Saturday, March 8, 2014

When people call people "perfect"

I recently had an acquaintance call me a "wonderful, imperfect human being". I thanked her because it was a compliment and then told her it was interesting she had called me imperfect. People call me "perfect" very frequently - I don't say this to sound narcissistic but because it's actually true - and this was the first time I could remember anyone calling me "imperfect". Not that I minded it (it was actually quite refreshing) but I just wasn't expecting it.

She explained that we call people "perfect" so often when we just mean "really good", and this is not only inaccurate because people simply are not perfect but potentially damaging when people are people and do something less than perfect.


I thought about that and realized she was quite right, especially on that second point. As we all know, "perfect" and "people" are mutually exclusive, but as a person who is frequently called "perfect", I realized how damaging it can be when you're used to being perfect and then realize you're a person.


I've come to have very high standards of myself, and this is fueled when people call me "perfect". People tell me I wrote a perfect poem, I handled something perfectly, I have a perfect face, I said something perfect. Unfortunately, I believe them. 

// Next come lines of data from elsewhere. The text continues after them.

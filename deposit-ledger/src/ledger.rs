//! Main ledger orchestration layer
//!
//! This module ties together storage, the single-writer actor, and
//! metrics into a high-level API for deposit-account operations.
//!
//! # Example
//!
//! ```no_run
//! use deposit_ledger::{Config, Ledger, UserId};
//! use rust_decimal::Decimal;
//!
//! #[tokio::main]
//! async fn main() -> deposit_ledger::Result<()> {
//!     let config = Config::default();
//!     let ledger = Ledger::open(config).await?;
//!
//!     let user = UserId::new("collector@example.com");
//!     let account = ledger.credit(&user, Decimal::new(100000, 2), "Added funds to account").await?;
//!     assert_eq!(account.balance, Decimal::new(100000, 2));
//!
//!     Ok(())
//! }
//! ```

use crate::{
    actor::{spawn_ledger_actor, LedgerHandle},
    metrics::Metrics,
    storage::StorageStats,
    types::{
        AccountSummary, DepositAccount, LedgerTransaction, Order, TransactionView, UserId,
    },
    Config, Error, Result, Storage,
};
use rust_decimal::Decimal;
use std::sync::Arc;
use std::time::Instant;
use uuid::Uuid;

/// Main ledger interface
///
/// Explicitly constructed and dependency-injected; owns the storage
/// lifecycle from `open` to `shutdown`.
pub struct Ledger {
    /// Actor handle for mutations
    handle: LedgerHandle,

    /// Direct storage access (for reads)
    storage: Arc<Storage>,

    /// Prometheus metrics
    metrics: Metrics,

    /// Configuration
    config: Config,
}

impl Ledger {
    /// Open ledger with configuration
    pub async fn open(config: Config) -> Result<Self> {
        // Open storage
        let storage = Arc::new(Storage::open(&config)?);

        // Spawn the single-writer actor
        let handle = spawn_ledger_actor(storage.clone());

        let metrics = Metrics::new()
            .map_err(|e| Error::Config(format!("Failed to register metrics: {}", e)))?;

        Ok(Self {
            handle,
            storage,
            metrics,
            config,
        })
    }

    /// Credit the account: balance += amount, total_deposits += amount
    ///
    /// The updated account and its deposit transaction commit atomically.
    pub async fn credit(
        &self,
        user_id: &UserId,
        amount: Decimal,
        description: impl Into<String>,
    ) -> Result<DepositAccount> {
        Self::validate_user(user_id)?;
        Self::validate_amount(amount)?;

        let start = Instant::now();
        let account = self
            .handle
            .credit(user_id.clone(), amount, description.into())
            .await?;
        self.metrics.record_mutation_duration(start.elapsed().as_secs_f64());
        self.metrics.record_credit();

        tracing::info!(user_id = %user_id, amount = %amount, "Account credited");

        Ok(account)
    }

    /// Debit the account if the balance covers the amount
    ///
    /// The check-then-mutate is serialized through the writer actor, so
    /// two concurrent debits cannot both pass the check on a stale read.
    /// The settlement layer appends the matching purchase transaction
    /// once the order it pays for is recorded.
    pub async fn debit(&self, user_id: &UserId, amount: Decimal) -> Result<DepositAccount> {
        Self::validate_user(user_id)?;
        Self::validate_amount(amount)?;

        let start = Instant::now();
        let result = self.handle.debit(user_id.clone(), amount).await;
        self.metrics.record_mutation_duration(start.elapsed().as_secs_f64());

        match &result {
            Ok(account) => {
                self.metrics.record_debit();
                tracing::info!(user_id = %user_id, amount = %amount, balance = %account.balance, "Account debited");
            }
            Err(Error::InsufficientFunds {
                current_balance,
                required_amount,
            }) => {
                self.metrics.record_insufficient_funds();
                tracing::debug!(
                    user_id = %user_id,
                    current_balance = %current_balance,
                    required_amount = %required_amount,
                    "Debit rejected: insufficient funds"
                );
            }
            Err(_) => {}
        }

        result
    }

    /// Record an order snapshot
    ///
    /// Pure create: validation is required-field presence only;
    /// price/quantity correctness is the orchestrator's responsibility.
    pub async fn record_order(&self, order: Order) -> Result<()> {
        Self::validate_user(&order.user_id)?;
        if order.order_number.is_empty() {
            return Err(Error::Validation("Order number must not be empty".to_string()));
        }

        self.handle.record_order(order).await
    }

    /// Append a ledger transaction
    pub async fn record_transaction(&self, transaction: LedgerTransaction) -> Result<()> {
        Self::validate_user(&transaction.user_id)?;
        Self::validate_amount(transaction.amount)?;

        self.handle.record_transaction(transaction).await
    }

    /// Fetch the account alone, creating a zero-balance row if absent
    pub async fn account(&self, user_id: &UserId) -> Result<DepositAccount> {
        Self::validate_user(user_id)?;
        self.handle.get_or_create_account(user_id.clone()).await
    }

    /// Look up an order by its externally visible number (idempotency key)
    pub fn find_order_by_number(
        &self,
        user_id: &UserId,
        order_number: &str,
    ) -> Result<Option<Order>> {
        self.storage.find_order_by_number(user_id, order_number)
    }

    /// Get order by internal ID
    pub fn get_order(&self, order_id: Uuid) -> Result<Order> {
        self.storage.get_order(order_id)
    }

    /// Most recent orders for a user, newest first
    pub fn recent_orders(&self, user_id: &UserId, limit: usize) -> Result<Vec<Order>> {
        self.storage.recent_orders(user_id, limit)
    }

    /// Account dashboard read path: balances plus the most recent
    /// transactions, newest first
    ///
    /// Creates (and persists) a zero-balance account when absent. A
    /// malformed stored transaction is served with safe defaults so one
    /// bad record never fails the whole read. Never mutates totals.
    pub async fn account_summary(&self, user_id: &UserId) -> Result<AccountSummary> {
        Self::validate_user(user_id)?;

        let account = self.handle.get_or_create_account(user_id.clone()).await?;

        let transactions = self
            .storage
            .recent_transactions(user_id, self.config.query.recent_transactions)?
            .into_iter()
            .map(|(id, decoded)| match decoded {
                Some(tx) => TransactionView::from_stored(&tx),
                None => TransactionView::placeholder(id),
            })
            .collect();

        Ok(AccountSummary {
            user_id: account.user_id,
            balance: account.balance,
            total_deposits: account.total_deposits,
            total_spent: account.total_spent,
            created_at: account.created_at,
            updated_at: account.updated_at,
            transactions,
        })
    }

    /// Get storage statistics
    pub fn stats(&self) -> Result<StorageStats> {
        self.storage.get_stats()
    }

    /// Ledger metrics (for scraping alongside service metrics)
    pub fn metrics(&self) -> &Metrics {
        &self.metrics
    }

    /// Shutdown ledger
    pub async fn shutdown(self) -> Result<()> {
        self.handle.shutdown().await
    }

    fn validate_amount(amount: Decimal) -> Result<()> {
        if amount <= Decimal::ZERO {
            return Err(Error::Validation("Amount must be positive".to_string()));
        }
        Ok(())
    }

    fn validate_user(user_id: &UserId) -> Result<()> {
        if user_id.is_empty() {
            return Err(Error::Validation("User id must not be empty".to_string()));
        }
        Ok(())
    }
}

Perhaps I can't help it; I tend to believe things that are believed by a fairly large number of other people, not because I'm interested in following a crowd mentality or incapable of independent thought but because if I'm the only one who believes something or one of the only ones who believes it, I'm more likely to doubt something. If something's true, it stands to reason that a lot of people would believe it. When something is true and people don't believe it, there tends to be a reason (either they haven't had it proven to them, it conflicts with what they were taught was true, it hasn't entered into their personal experience, etc.) It's not that everything widely believed is true so much as that, if a lot of people believe something, there's certainly something to the idea that it might be true. And if you have no way of knowing whether or not it's true by using your own judgment, or if it's something you'd like to believe, you're more likely to believe what everyone else believes.


I have no way of really judging my own worth or the quality of what I do. Again, very high standards, and I'll never meet them. I'd like to think I'm acceptable, and when people tell me I'm not just acceptable but the pinnacle of acceptability, the most acceptable anything can ever be - because that is what perfect means, after all - it makes sense why I go along with it.


But then I had an acquaintance explicitly tell me that I wasn't the most acceptable thing imaginable but still pretty great, and that was what I needed to hear.


She told me she was trying to stop referring to Simon Pegg (an actor she's come to really like) as "a perfect human" and instead call him "fantastic". Even if she doesn't mean she thinks he has literally nothing wrong with him, she's still saying it, and she's so used to saying it because people are so used to saying it. Realizing the implications of what you're doing and figuring out how to remove those implications so they're more in-line with your intent is a good way to make things better.

Maybe when people call me "perfect", they don't mean I'm literally flawless so much as they use the word because they've heard it so often and think it's an acceptable thing to say when they think someone or something is good. Reminds me of when C.S. Lewis said, "Don't use words too big for the subject. Don't say 'infinitely' when you mean 'very'; otherwise you'll have no word left when you want to talk about something really infinite." Don't say "perfect" when you mean "good". Otherwise, "perfect" will become a word that just means "good" and what'll you do when you realize that none of the things you were calling "perfect" were perfect after all?


I thanked my acquaintance for the compliment and her explanation. It's not all the time that someone gives you a compliment and a good piece of wisdom at the same time.